Did I mention that in 1978 I was fifteen years old? That is important because when I first played this record my immediate reaction was..."Good Ale We Seek" is an awesome song. Ok, I never use the word awesome, even back then, but that song rattled my world. Starz embraced their inner Blue Oyster Cult by imagining a world filled with Ale "as far as the eye can see...and let it all be for me." What's not to love about those sentiments? That song and an excellent blues number called "Johnny All Alone" comprise the sum total of my affection for this record. "Johnny" was an excellent vehicle for guitarist Richie Ranno to express himself...perhaps his best playing on record.
And yet there was more to the record...a lot more.

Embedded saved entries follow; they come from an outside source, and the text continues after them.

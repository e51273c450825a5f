use chrono::{DateTime, Utc};
use serde::de::DeserializeOwned;
use serde::{Deserialize, Deserializer, Serialize};
use std::collections::BTreeMap;

use crate::error::AuditError;

/// npm refuses names longer than this.
const MAX_NAME_LEN: usize = 214;

const DEFAULT_TAG: &str = "latest";

/// Which version of a package is being audited.
#[derive(Debug, Clone, PartialEq, Eq)]
pub enum VersionSelector {
    /// A concrete release such as `4.17.21`.
    Exact(semver::Version),
    /// A dist-tag such as `latest` or `next`.
    Tag(String),
}

impl VersionSelector {
    pub fn is_exact(&self) -> bool {
        matches!(self, VersionSelector::Exact(_))
    }
}

impl std::fmt::Display for VersionSelector {
    fn fmt(&self, f: &mut std::fmt::Formatter<'_>) -> std::fmt::Result {
        match self {
            VersionSelector::Exact(v) => write!(f, "{}", v),
            VersionSelector::Tag(t) => write!(f, "{}", t),
        }
    }
}

/// A validated `name[@version]` request.
#[derive(Debug, Clone, PartialEq, Eq)]
pub struct PackageSpec {
    pub name: String,
    pub version: VersionSelector,
}

impl PackageSpec {
    /// Validates a package name and optional version.
    ///
    /// Names are `name` or `@scope/name`, built from ASCII alphanumerics,
    /// `.`, `-` and `_`. A missing or blank version means `latest`.
    ///
    /// # Example
    ///
    /// ```
    /// use pkgrisk::model::PackageSpec;
    ///
    /// let spec = PackageSpec::parse("@babel/core", Some("7.24.0")).unwrap();
    /// assert_eq!(spec.unscoped_name(), "core");
    /// assert!(spec.version.is_exact());
    ///
    /// assert!(PackageSpec::parse("../etc/passwd", None).is_err());
    /// ```
    pub fn parse(name: &str, version: Option<&str>) -> Result<Self, AuditError> {
        let name = name.trim();
        validate_name(name)?;

        let version = match version.map(str::trim) {
            None | Some("") => VersionSelector::Tag(DEFAULT_TAG.to_string()),
            Some(v) => parse_version(v)?,
        };

        Ok(Self {
            name: name.to_string(),
            version,
        })
    }

    /// The name without its `@scope/` prefix.
    pub fn unscoped_name(&self) -> &str {
        unscoped(&self.name)
    }
}

impl std::fmt::Display for PackageSpec {
    fn fmt(&self, f: &mut std::fmt::Formatter<'_>) -> std::fmt::Result {
        write!(f, "{}@{}", self.name, self.version)
    }
}

/// Strips an `@scope/` prefix, if any.
pub fn unscoped(name: &str) -> &str {
    match name.strip_prefix('@').and_then(|rest| rest.split_once('/')) {
        Some((_, bare)) => bare,
        None => name,
    }
}

fn is_name_segment(segment: &str) -> bool {
    !segment.is_empty()
        && segment
            .chars()
            .all(|c| c.is_ascii_alphanumeric() || matches!(c, '.' | '-' | '_'))
}

fn validate_name(name: &str) -> Result<(), AuditError> {
    if name.is_empty() {
        return Err(AuditError::invalid(name, "package name is empty"));
    }
    if name.len() > MAX_NAME_LEN {
        return Err(AuditError::invalid(
            name,
            format!("package name exceeds {} characters", MAX_NAME_LEN),
        ));
    }

    let valid = match name.strip_prefix('@') {
        Some(scoped) => match scoped.split_once('/') {
            Some((scope, bare)) => is_name_segment(scope) && is_name_segment(bare),
            None => false,
        },
        None => is_name_segment(name),
    };

    if valid {
        Ok(())
    } else {
        Err(AuditError::invalid(
            name,
            "expected 'name' or '@scope/name' using letters, digits, '.', '-' or '_'",
        ))
    }
}

fn parse_version(version: &str) -> Result<VersionSelector, AuditError> {
    if let Ok(exact) = semver::Version::parse(version.trim_start_matches('v')) {
        return Ok(VersionSelector::Exact(exact));
    }

    if is_name_segment(version) {
        Ok(VersionSelector::Tag(version.to_string()))
    } else {
        Err(AuditError::invalid(
            version,
            "version must be a semver release or a dist-tag",
        ))
    }
}

/// A person entry as the registry reports it: either a bare string or an
/// object with a name.
#[derive(Debug, Clone, PartialEq, Serialize, Deserialize)]
#[serde(untagged)]
pub enum Person {
    Name(String),
    Detailed {
        #[serde(default)]
        name: Option<String>,
        #[serde(default, skip_serializing_if = "Option::is_none")]
        email: Option<String>,
    },
}

impl Person {
    pub fn name(&self) -> Option<&str> {
        let name = match self {
            Person::Name(name) => Some(name.as_str()),
            Person::Detailed { name, .. } => name.as_deref(),
        };
        name.filter(|n| !n.trim().is_empty())
    }
}

#[derive(Debug, Clone, PartialEq, Serialize, Deserialize)]
#[serde(untagged)]
pub enum Repository {
    Url(String),
    Detailed {
        #[serde(default, rename = "type", skip_serializing_if = "Option::is_none")]
        kind: Option<String>,
        #[serde(default)]
        url: Option<String>,
    },
}

impl Repository {
    pub fn url(&self) -> Option<&str> {
        let url = match self {
            Repository::Url(url) => Some(url.as_str()),
            Repository::Detailed { url, .. } => url.as_deref(),
        };
        url.filter(|u| !u.trim().is_empty())
    }
}

#[derive(Debug, Clone, PartialEq, Serialize, Deserialize)]
#[serde(untagged)]
pub enum License {
    Id(String),
    Detailed {
        #[serde(default, rename = "type")]
        kind: Option<String>,
    },
}

impl License {
    pub fn id(&self) -> Option<&str> {
        match self {
            License::Id(id) => Some(id.as_str()),
            License::Detailed { kind } => kind.as_deref(),
        }
    }
}

/// One metadata snapshot for the audited version, in registry shape.
///
/// Every field is optional on the wire. Absent, null or oddly shaped data
/// deserializes to the most conservative value (no maintainers, zero
/// downloads, no scripts).
#[derive(Debug, Clone, Default, PartialEq, Serialize, Deserialize)]
#[serde(default)]
pub struct PackageMetadata {
    #[serde(deserialize_with = "lenient")]
    pub name: String,
    #[serde(deserialize_with = "lenient")]
    pub version: String,
    #[serde(deserialize_with = "lenient", skip_serializing_if = "Option::is_none")]
    pub description: Option<String>,
    /// Weekly download count.
    #[serde(deserialize_with = "lenient")]
    pub downloads: u64,
    #[serde(deserialize_with = "lenient")]
    pub scripts: BTreeMap<String, String>,
    #[serde(deserialize_with = "lenient", skip_serializing_if = "Option::is_none")]
    pub maintainers: Option<Vec<Person>>,
    #[serde(
        alias = "_npmUser",
        deserialize_with = "lenient",
        skip_serializing_if = "Option::is_none"
    )]
    pub publisher: Option<Person>,
    #[serde(deserialize_with = "lenient", skip_serializing_if = "Option::is_none")]
    pub repository: Option<Repository>,
    #[serde(deserialize_with = "lenient", skip_serializing_if = "Option::is_none")]
    pub license: Option<License>,
    /// Publish timestamps keyed by version string (plus `created`/`modified`).
    #[serde(deserialize_with = "lenient")]
    pub time: BTreeMap<String, String>,
}

/// Decodes one snapshot field, falling back to its default when the value is
/// null or does not have the expected shape.
fn lenient<'de, D, T>(deserializer: D) -> Result<T, D::Error>
where
    D: Deserializer<'de>,
    T: DeserializeOwned + Default,
{
    let value = serde_json::Value::deserialize(deserializer)?;
    Ok(T::deserialize(value).unwrap_or_default())
}

impl PackageMetadata {
    pub fn new(name: impl Into<String>, version: impl Into<String>) -> Self {
        Self {
            name: name.into(),
            version: version.into(),
            ..Self::default()
        }
    }

    pub fn maintainer_count(&self) -> usize {
        self.maintainers.as_ref().map(Vec::len).unwrap_or(0)
    }

    pub fn has_script(&self, hook: &str) -> bool {
        self.scripts
            .get(hook)
            .map(|body| !body.trim().is_empty())
            .unwrap_or(false)
    }

    pub fn publisher_name(&self) -> Option<&str> {
        self.publisher.as_ref().and_then(Person::name)
    }

    pub fn repository_url(&self) -> Option<&str> {
        self.repository.as_ref().and_then(Repository::url)
    }

    pub fn license_id(&self) -> Option<&str> {
        self.license.as_ref().and_then(License::id)
    }

    pub fn has_description(&self) -> bool {
        self.description
            .as_deref()
            .map(|d| !d.trim().is_empty())
            .unwrap_or(false)
    }

    /// Publish time of `version`, if the time table has a parseable entry.
    pub fn published_at(&self, version: &str) -> Option<DateTime<Utc>> {
        let raw = self.time.get(version)?;
        DateTime::parse_from_rfc3339(raw)
            .ok()
            .map(|t| t.with_timezone(&Utc))
    }

    /// Non-empty install-time hooks from `scripts`, keyed by hook name.
    pub fn install_hooks(&self) -> BTreeMap<&'static str, &str> {
        ["preinstall", "install", "postinstall"]
            .into_iter()
            .filter_map(|hook| {
                self.scripts
                    .get(hook)
                    .filter(|body| !body.trim().is_empty())
                    .map(|body| (hook, body.as_str()))
            })
            .collect()
    }
}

Unfortunately most of it was like the heart rendering ballad and single "Third Times The Charm." A sultry little number that had Michael Lee Smith swooning like...Debbie Boone? The record is full of competently performed and well written songs in that dastardly radio friendly style that has sucked the life out of virtually every rock band at one time or another...though this is apparently what the record company wanted. This is also the first Starz record not produced by Jack Douglas. The band themselves is credited with the production work...and quite a sanitized job they did. Even songs that should have been stormtroopers like "Don't Think" and She" are so watered down by the production as to remove all trace of danger from them. Danger and Starz previously had an outstanding partnership. A song like "X-Ray Spex" with a Jack Douglas production would have been a killer. Here, it comes off cartoonish in a 16 magazine kind of way.
I have a certain rule about things like this. If a band makes a move towards commercial viability and records a few songs to get that attention there is nothing wrong with it...so long as it works. It is why I have never had a problem with Kiss songs like "Beth" or "I Was Made For Lovin' You." They worked...big. Therin lies the rub: if you sell your soul to the Devil, make sure you get paid. Starz made an album full of hits and got none.
Attention Shoppers! was a gamble that failed. The record is not bad. Starz were incapable of making a bad record, but they did make a worst one. As a result this is the first and only of their records that I would regard as something of a failure. But hey..."Good Ale We Seek" is still an awesome song!